Actors, Stop Doing This Now!

The following 3.21 minute read will change your acting.

I love airports.  For real.  I love them. 

Everyone at an airport is there for a reason—going or returning from an adventure.  Everyone has a new story or is setting off to write a few more pages of their story.  It’s the greatest concentration of experiences I know of, and I love it.

But, I especially love watching people.

In Atlanta, the busiest airport in the world, there is an area reserved for reuniting service men and women with their families.  It’s a powerful place to people watch. 

One day, I watched this happen:

A young mother and her daughter were waiting in the airport lobby for her husband to return from war.  

She held a sign that said: “Waiting for my husband”.

 Her daughter held a smaller sign that said: “My Daddy’s My Hero.” 

Soon, a young soldier came from around the corner.  He was in a wheel chair.

When the young woman saw him she dropped her sign and let out a silent scream.  She fell to her knees shaking.  Her lips turned down as she cried, and her face was red from the moment. 

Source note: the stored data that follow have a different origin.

use std::sync::OnceLock;
use tracing_subscriber::{EnvFilter, fmt, layer::SubscriberExt as _, util::SubscriberInitExt as _};

static INIT: OnceLock<()> = OnceLock::new();

/// Diagnostics go to stderr; stdout carries only the result line.
pub fn init_tracing() {
    let _ = INIT.get_or_init(|| {
        let env_filter =
            EnvFilter::try_from_default_env().unwrap_or_else(|_| EnvFilter::new("info"));
        let _ = tracing_subscriber::registry()
            .with(fmt::layer().with_writer(std::io::stderr))
            .with(env_filter)
            .try_init();
    });
}
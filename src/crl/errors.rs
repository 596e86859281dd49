use reqwest::StatusCode;
use thiserror::Error;
use x509_parser::prelude::X509Error;

/// Failure to retrieve CRL bytes from a distribution point
#[derive(Error, Debug)]
pub enum FetchError {
    #[error("Invalid CRL URL: {0}")]
    InvalidUrl(#[from] url::ParseError),

    #[error("Unsupported CRL URL scheme: {0}")]
    UnsupportedScheme(String),

    #[error("HTTP request failed: {0}")]
    Http(#[from] reqwest::Error),

    #[error("HTTP error {status} when fetching CRL from {url}")]
    Status { url: String, status: StatusCode },
}

/// Failure to decode raw bytes into a CRL
#[derive(Error, Debug)]
pub enum ParseError {
    #[error("Invalid PEM encoding: {0}")]
    Pem(String),

    #[error("Unexpected PEM label {0:?}, expected \"X509 CRL\"")]
    Label(String),

    #[error("CRL parsing failed: {0}")]
    Der(#[from] X509Error),

    #[error("{0} trailing bytes after CRL")]
    TrailingData(usize),
}

/// Any reason a single distribution point could not be used
#[derive(Error, Debug)]
pub enum CrlError {
    #[error(transparent)]
    Fetch(#[from] FetchError),

    #[error(transparent)]
    Parse(#[from] ParseError),
}

/// Convenient Result type alias
pub type CrlResult<T> = Result<T, CrlError>;
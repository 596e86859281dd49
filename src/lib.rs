pub mod certificate;
pub mod config;
pub mod crl;
pub mod telemetry;
use std::sync::Arc;
use std::sync::atomic::{AtomicBool, Ordering};

use tokio::task::JoinSet;
use tracing::debug;
use x509_parser::num_bigint::BigInt;

use super::types::RevokedEntry;

pub const DEFAULT_WORKERS: usize = 4;
pub const DEFAULT_CHUNK_SIZE: usize = 256;

/// Parallel membership test of a serial number against a CRL's revoked entries.
///
/// Entries are split into chunks of `chunk_size`; a fixed pool of at most
/// `workers` blocking tasks takes every `workers`-th chunk. All workers share
/// one `found` flag which is only ever set to `true`. The flag is read only after
/// every worker has been joined.
#[derive(Debug, Clone, Copy)]
pub struct Evaluator {
    workers: usize,
    chunk_size: usize,
}

impl Default for Evaluator {
    fn default() -> Self {
        Self::new(DEFAULT_WORKERS, DEFAULT_CHUNK_SIZE)
    }
}

impl Evaluator {
    /// Zero values are clamped to 1
    pub fn new(workers: usize, chunk_size: usize) -> Self {
        Self {
            workers: workers.max(1),
            chunk_size: chunk_size.max(1),
        }
    }

    pub fn workers(&self) -> usize {
        self.workers
    }

    pub fn chunk_size(&self) -> usize {
        self.chunk_size
    }

    /// Returns `true` if any entry's serial equals `target`
    pub async fn evaluate(&self, target: &BigInt, entries: Vec<RevokedEntry>) -> bool {
        if entries.is_empty() {
            return false;
        }

        let chunk_size = self.chunk_size;
        let chunk_count = entries.len().div_ceil(chunk_size);
        let workers = self.workers.min(chunk_count);
        debug!(
            "Evaluating {} revoked entries in {} chunks across {} workers",
            entries.len(),
            chunk_count,
            workers
        );

        let entries: Arc<[RevokedEntry]> = entries.into();
        let target = Arc::new(target.clone());
        let found = Arc::new(AtomicBool::new(false));

        let mut join_set = JoinSet::new();
        for worker in 0..workers {
            let entries = Arc::clone(&entries);
            let target = Arc::clone(&target);
            let found = Arc::clone(&found);

            join_set.spawn_blocking(move || {
                for chunk in entries.chunks(chunk_size).skip(worker).step_by(workers) {
                    if found.load(Ordering::Acquire) {
                        return;
                    }
                    if chunk.iter().any(|entry| entry.serial == *target) {
                        found.store(true, Ordering::Release);
                        return;
                    }
                }
            });
        }

        // Panics inside a worker are resumed here rather than read as "not found"
        join_set.join_all().await;

        found.load(Ordering::Acquire)
    }
}
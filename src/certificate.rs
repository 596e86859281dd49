use std::path::{Path, PathBuf};

use thiserror::Error;
use tracing::debug;
use x509_parser::extensions::{DistributionPointName, GeneralName, ParsedExtension};
use x509_parser::num_bigint::BigInt;
use x509_parser::pem::parse_x509_pem;
use x509_parser::prelude::*;

const PEM_CERTIFICATE_LABEL: &str = "CERTIFICATE";

/// Error type for loading the certificate under check
#[derive(Debug, Error)]
pub enum LoadError {
    #[error("Failed to read certificate file {path}: {source}")]
    Read {
        path: PathBuf,
        #[source]
        source: std::io::Error,
    },

    #[error("Failed to decode certificate data: {0}")]
    Pem(String),

    #[error("PEM block is {0:?}, expected \"CERTIFICATE\"")]
    NotACertificate(String),

    #[error("Failed to parse certificate data: {0}")]
    Certificate(#[from] X509Error),
}

/// The certificate whose revocation status is checked
#[derive(Debug, Clone, PartialEq, Eq)]
pub struct Certificate {
    /// Signed value of the DER serial INTEGER
    pub serial: BigInt,
    /// CRL distribution point URLs, in certificate order
    pub distribution_points: Vec<String>,
}

impl Certificate {
    /// Read and decode a PEM certificate file
    pub async fn load(path: impl AsRef<Path>) -> Result<Self, LoadError> {
        let path = path.as_ref();
        let data = tokio::fs::read(path).await.map_err(|source| LoadError::Read {
            path: path.to_path_buf(),
            source,
        })?;
        Self::from_pem(&data)
    }

    /// Decode the first PEM block of `data` as an X.509 certificate
    pub fn from_pem(data: &[u8]) -> Result<Self, LoadError> {
        let (_, pem) = parse_x509_pem(data).map_err(|e| LoadError::Pem(e.to_string()))?;
        if pem.label != PEM_CERTIFICATE_LABEL {
            return Err(LoadError::NotACertificate(pem.label));
        }
        Self::from_der(&pem.contents)
    }

    pub fn from_der(der: &[u8]) -> Result<Self, LoadError> {
        let (_, cert) =
            X509Certificate::from_der(der).map_err(|e| LoadError::Certificate(e.into()))?;
        Ok(Self {
            serial: BigInt::from_signed_bytes_be(cert.tbs_certificate.raw_serial()),
            distribution_points: extract_crl_distribution_points(&cert),
        })
    }
}

/// Extract CRL distribution point URIs from a certificate.
///
/// Only `fullName` URIs are returned; relative names and other general name
/// forms cannot be fetched.
pub fn extract_crl_distribution_points(cert: &X509Certificate) -> Vec<String> {
    let mut urls = Vec::new();

    for ext in cert.tbs_certificate.extensions() {
        let ParsedExtension::CRLDistributionPoints(points) = ext.parsed_extension() else {
            continue;
        };
        for point in &points.points {
            let Some(DistributionPointName::FullName(names)) = &point.distribution_point else {
                continue;
            };
            for name in names {
                if let GeneralName::URI(uri) = name {
                    urls.push(uri.to_string());
                }
            }
        }
    }

    debug!("Found {} CRL distribution points", urls.len());
    urls
}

Her daughter jumped up and down screaming for her father.   

Just then, the young soldier put his bags in his lap and pushed his wheel chair to his family. 

He stopped a few feet in front of his shaking and crying family.  No one spoke, or kissed, or hugged.  They just looked at each other quietly through the weeping. 

Finally, the young soldier gestured to the young woman.

 Come kiss me, he said.

 Unsure how to move forward, she delayed.  He reassured. 

 As she crouched down in front of him, she grabbed his face in her hands and studied it like she would study an ancient artifact--delicately, looking for secrets.

Her mouth, open and contorted, kissed him.  It was slow, shaking, messy, and sad. 

 He kissed her back like he was kissing a stranger he didn’t trust, but recognized from some far-off memory.

It was ugly, awkward, and unsatisfied. 

 I was still watching, but I didn’t like the way this was going.  It didn’t seem like it should go this way.  It was off somehow.  It wasn’t right. 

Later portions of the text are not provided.